Provided records Start Marker

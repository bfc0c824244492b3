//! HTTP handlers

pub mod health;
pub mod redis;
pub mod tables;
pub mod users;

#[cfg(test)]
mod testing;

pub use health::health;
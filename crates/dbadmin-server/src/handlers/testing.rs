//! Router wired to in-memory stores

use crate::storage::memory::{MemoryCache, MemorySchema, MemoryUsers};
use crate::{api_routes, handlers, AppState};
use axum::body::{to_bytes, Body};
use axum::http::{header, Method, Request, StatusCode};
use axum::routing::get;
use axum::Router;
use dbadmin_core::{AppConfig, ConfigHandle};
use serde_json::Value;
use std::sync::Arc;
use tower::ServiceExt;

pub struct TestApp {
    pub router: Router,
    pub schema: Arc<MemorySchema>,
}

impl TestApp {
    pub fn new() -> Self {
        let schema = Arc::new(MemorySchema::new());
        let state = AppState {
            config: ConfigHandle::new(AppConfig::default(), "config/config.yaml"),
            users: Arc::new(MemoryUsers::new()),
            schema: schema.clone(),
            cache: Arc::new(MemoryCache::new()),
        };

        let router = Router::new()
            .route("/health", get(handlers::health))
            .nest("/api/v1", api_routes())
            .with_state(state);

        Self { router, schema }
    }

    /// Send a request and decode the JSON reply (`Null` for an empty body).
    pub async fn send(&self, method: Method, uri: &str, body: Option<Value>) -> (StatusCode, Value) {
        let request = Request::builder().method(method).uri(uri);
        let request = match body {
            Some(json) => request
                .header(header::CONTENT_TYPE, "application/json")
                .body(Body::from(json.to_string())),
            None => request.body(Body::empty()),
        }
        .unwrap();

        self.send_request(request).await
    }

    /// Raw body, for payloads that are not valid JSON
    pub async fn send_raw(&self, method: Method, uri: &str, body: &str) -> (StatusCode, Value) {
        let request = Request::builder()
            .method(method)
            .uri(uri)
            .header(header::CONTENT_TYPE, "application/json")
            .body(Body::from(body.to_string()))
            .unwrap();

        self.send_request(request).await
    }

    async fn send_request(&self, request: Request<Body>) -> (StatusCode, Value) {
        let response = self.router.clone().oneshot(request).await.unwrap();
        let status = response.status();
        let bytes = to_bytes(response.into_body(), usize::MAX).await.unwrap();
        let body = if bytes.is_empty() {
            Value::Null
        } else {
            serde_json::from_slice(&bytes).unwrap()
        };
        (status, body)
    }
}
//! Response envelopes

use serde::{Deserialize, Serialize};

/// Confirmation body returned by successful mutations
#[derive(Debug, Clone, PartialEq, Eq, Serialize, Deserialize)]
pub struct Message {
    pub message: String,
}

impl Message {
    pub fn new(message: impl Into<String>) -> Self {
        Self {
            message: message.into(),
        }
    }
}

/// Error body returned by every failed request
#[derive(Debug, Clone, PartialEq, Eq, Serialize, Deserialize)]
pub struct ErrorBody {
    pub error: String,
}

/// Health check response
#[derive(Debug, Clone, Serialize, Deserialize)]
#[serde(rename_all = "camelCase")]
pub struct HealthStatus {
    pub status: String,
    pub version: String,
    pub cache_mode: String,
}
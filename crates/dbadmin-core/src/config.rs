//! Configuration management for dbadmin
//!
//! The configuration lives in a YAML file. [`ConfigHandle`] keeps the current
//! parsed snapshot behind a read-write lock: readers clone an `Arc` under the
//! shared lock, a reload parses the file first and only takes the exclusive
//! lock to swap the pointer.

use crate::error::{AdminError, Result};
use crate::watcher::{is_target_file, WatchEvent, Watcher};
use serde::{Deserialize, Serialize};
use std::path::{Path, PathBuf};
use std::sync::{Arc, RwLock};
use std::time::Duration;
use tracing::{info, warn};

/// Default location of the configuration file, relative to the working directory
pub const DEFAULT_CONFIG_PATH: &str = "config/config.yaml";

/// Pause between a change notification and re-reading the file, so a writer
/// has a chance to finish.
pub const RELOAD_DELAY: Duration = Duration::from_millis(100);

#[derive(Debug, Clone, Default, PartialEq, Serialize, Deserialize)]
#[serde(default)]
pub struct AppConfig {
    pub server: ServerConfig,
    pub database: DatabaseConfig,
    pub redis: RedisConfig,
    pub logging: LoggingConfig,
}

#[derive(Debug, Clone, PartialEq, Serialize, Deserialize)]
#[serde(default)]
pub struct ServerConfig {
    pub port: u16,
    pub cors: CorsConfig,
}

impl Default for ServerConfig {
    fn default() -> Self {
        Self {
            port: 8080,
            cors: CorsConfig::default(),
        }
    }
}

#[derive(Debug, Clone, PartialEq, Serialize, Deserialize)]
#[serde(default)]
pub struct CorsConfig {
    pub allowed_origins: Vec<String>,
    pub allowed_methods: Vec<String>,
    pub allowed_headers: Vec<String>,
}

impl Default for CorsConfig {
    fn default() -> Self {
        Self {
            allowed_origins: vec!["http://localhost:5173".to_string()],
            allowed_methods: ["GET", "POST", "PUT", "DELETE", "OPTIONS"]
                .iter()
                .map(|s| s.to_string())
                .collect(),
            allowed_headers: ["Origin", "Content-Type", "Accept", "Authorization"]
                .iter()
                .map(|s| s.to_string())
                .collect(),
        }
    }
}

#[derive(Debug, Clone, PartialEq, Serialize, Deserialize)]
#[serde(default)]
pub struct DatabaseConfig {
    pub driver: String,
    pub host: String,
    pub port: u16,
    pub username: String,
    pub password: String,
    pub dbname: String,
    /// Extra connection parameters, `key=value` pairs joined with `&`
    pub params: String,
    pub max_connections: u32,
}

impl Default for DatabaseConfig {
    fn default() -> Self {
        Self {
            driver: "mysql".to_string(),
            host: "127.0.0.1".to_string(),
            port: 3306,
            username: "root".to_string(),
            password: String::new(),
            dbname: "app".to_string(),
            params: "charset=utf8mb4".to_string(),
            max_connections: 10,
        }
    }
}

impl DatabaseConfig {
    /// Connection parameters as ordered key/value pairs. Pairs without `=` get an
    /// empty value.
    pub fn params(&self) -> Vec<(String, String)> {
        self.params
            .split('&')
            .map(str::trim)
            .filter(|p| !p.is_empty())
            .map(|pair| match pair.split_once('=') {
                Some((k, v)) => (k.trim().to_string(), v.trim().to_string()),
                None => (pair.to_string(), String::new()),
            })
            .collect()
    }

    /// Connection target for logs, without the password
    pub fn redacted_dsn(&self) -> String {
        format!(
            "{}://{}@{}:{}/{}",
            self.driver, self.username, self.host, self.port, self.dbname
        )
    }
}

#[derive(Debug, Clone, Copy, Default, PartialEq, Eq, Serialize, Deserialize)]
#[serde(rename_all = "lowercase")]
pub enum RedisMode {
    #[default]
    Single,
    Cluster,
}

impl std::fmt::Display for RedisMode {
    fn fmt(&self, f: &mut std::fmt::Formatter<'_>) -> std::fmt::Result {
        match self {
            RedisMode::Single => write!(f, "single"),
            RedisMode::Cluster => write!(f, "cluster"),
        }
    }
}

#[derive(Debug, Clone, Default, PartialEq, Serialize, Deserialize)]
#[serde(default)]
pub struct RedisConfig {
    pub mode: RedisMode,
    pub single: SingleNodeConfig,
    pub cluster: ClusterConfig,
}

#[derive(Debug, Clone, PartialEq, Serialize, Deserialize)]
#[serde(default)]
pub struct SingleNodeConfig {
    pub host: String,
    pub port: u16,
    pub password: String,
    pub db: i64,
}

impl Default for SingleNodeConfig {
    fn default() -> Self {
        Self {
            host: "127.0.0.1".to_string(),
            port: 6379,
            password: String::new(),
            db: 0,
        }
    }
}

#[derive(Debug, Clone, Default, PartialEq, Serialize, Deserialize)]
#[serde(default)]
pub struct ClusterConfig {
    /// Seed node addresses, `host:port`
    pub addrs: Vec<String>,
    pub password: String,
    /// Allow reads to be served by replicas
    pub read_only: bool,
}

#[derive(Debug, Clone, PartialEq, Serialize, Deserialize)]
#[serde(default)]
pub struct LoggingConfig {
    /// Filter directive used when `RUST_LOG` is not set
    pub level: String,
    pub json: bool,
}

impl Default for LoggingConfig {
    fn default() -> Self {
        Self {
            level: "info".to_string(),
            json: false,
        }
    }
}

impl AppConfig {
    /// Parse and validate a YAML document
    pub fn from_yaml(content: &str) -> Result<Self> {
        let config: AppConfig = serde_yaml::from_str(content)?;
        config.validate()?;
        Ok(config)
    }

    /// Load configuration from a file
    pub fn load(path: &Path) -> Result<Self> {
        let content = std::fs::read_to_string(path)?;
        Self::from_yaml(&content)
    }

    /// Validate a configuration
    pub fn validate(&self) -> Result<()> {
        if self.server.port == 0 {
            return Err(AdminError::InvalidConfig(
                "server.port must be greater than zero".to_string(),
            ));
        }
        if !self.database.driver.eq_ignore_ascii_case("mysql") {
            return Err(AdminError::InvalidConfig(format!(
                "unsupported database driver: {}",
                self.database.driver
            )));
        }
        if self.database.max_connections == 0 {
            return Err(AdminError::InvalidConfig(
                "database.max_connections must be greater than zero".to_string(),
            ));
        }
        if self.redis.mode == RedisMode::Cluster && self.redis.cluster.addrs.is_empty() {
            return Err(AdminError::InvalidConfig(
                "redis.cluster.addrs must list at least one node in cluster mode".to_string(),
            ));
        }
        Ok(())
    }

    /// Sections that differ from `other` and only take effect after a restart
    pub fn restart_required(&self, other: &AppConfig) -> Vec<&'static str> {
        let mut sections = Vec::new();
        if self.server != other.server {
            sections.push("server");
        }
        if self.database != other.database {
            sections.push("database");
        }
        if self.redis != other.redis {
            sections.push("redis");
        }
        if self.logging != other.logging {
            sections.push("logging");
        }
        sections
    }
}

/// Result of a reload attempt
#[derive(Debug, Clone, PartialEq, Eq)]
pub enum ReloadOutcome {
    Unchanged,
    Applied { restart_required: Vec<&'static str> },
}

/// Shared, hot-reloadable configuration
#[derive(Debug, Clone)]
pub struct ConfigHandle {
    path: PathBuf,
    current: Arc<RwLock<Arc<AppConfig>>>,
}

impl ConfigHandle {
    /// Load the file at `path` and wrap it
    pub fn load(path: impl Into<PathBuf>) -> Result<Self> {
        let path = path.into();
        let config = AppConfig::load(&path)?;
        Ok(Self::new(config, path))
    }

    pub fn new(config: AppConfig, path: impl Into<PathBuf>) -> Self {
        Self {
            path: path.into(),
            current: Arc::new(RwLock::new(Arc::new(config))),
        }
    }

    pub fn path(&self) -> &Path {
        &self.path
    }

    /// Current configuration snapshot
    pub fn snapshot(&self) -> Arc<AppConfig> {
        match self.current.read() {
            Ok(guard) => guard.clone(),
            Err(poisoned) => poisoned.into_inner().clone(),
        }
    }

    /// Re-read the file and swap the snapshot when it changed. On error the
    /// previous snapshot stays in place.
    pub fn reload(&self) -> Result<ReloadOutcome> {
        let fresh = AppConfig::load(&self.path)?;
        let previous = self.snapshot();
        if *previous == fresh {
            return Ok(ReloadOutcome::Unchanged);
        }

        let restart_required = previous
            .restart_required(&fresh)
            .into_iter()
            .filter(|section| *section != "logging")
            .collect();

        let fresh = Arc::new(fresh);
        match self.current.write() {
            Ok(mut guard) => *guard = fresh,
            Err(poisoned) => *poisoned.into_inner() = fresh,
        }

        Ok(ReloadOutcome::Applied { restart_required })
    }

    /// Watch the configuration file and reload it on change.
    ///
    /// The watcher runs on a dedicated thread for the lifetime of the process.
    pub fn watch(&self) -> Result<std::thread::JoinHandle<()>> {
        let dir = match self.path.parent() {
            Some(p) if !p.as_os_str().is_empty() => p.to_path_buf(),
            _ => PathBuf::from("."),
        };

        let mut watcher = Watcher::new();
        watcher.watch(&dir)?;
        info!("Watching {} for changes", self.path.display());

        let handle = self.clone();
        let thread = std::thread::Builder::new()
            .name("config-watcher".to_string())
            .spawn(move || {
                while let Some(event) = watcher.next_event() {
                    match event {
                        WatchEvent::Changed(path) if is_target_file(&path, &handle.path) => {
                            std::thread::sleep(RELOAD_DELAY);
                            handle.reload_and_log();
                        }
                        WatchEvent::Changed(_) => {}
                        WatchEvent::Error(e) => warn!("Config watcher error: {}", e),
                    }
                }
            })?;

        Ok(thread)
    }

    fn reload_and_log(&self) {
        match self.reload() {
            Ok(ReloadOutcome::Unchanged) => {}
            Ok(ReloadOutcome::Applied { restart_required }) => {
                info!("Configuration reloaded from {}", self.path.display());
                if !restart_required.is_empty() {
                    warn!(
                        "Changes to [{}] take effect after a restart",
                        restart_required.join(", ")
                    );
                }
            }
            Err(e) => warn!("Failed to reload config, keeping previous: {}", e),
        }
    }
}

Provided records End Marker
Provided records Start Marker

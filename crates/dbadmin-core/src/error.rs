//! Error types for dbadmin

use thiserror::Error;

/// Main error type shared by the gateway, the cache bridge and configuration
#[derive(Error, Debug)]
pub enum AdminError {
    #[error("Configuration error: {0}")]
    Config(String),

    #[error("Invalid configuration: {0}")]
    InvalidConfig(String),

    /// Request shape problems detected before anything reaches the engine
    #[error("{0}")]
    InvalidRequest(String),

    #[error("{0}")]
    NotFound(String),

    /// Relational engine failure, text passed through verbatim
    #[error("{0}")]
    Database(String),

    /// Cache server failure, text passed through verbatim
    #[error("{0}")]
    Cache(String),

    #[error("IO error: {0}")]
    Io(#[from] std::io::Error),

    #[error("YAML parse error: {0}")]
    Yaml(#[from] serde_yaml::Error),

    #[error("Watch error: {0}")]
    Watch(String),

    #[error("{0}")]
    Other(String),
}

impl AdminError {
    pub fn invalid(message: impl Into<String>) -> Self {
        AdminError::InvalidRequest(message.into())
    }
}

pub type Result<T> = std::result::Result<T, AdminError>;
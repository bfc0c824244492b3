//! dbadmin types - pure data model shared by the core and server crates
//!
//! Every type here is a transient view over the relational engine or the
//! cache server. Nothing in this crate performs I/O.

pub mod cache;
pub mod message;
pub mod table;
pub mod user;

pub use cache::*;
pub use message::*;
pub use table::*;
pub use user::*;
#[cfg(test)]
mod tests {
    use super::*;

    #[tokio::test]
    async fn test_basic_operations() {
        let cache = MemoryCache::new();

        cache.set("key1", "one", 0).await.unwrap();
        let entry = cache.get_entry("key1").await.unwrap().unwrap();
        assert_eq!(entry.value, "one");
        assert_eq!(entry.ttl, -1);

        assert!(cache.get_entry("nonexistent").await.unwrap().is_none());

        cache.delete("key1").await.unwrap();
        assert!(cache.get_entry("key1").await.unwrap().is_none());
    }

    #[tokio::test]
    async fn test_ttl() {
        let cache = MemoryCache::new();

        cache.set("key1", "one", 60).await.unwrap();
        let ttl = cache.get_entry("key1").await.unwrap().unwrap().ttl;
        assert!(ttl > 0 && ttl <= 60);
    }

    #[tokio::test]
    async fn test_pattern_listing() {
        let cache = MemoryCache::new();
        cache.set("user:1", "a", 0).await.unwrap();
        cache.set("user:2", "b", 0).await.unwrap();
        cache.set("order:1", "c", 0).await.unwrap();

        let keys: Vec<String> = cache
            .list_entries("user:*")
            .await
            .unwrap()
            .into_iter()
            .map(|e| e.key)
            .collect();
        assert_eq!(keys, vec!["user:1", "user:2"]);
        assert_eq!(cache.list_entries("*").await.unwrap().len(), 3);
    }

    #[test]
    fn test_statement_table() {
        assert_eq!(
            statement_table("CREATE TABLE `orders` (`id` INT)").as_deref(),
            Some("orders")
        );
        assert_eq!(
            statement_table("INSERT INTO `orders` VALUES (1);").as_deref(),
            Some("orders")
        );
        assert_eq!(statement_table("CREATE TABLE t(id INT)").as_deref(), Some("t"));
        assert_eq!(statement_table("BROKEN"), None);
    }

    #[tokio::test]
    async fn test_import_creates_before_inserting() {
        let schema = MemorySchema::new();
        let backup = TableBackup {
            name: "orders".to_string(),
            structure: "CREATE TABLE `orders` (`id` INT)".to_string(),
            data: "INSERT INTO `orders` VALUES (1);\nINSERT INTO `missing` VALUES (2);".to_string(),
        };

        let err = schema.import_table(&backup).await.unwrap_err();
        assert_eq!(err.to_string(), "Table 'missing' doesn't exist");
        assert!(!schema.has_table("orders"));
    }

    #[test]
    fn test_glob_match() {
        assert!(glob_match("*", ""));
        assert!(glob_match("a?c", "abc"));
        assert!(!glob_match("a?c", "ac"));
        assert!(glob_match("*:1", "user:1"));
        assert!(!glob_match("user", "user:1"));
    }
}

Provided records End Marker

The task
Scan the records for the word "static" and copy every line where it is found.

Answer to the exercise
    pub fn restart_required(&self, other: &AppConfig) -> Vec<&'static str> {
    Applied { restart_required: Vec<&'static str> },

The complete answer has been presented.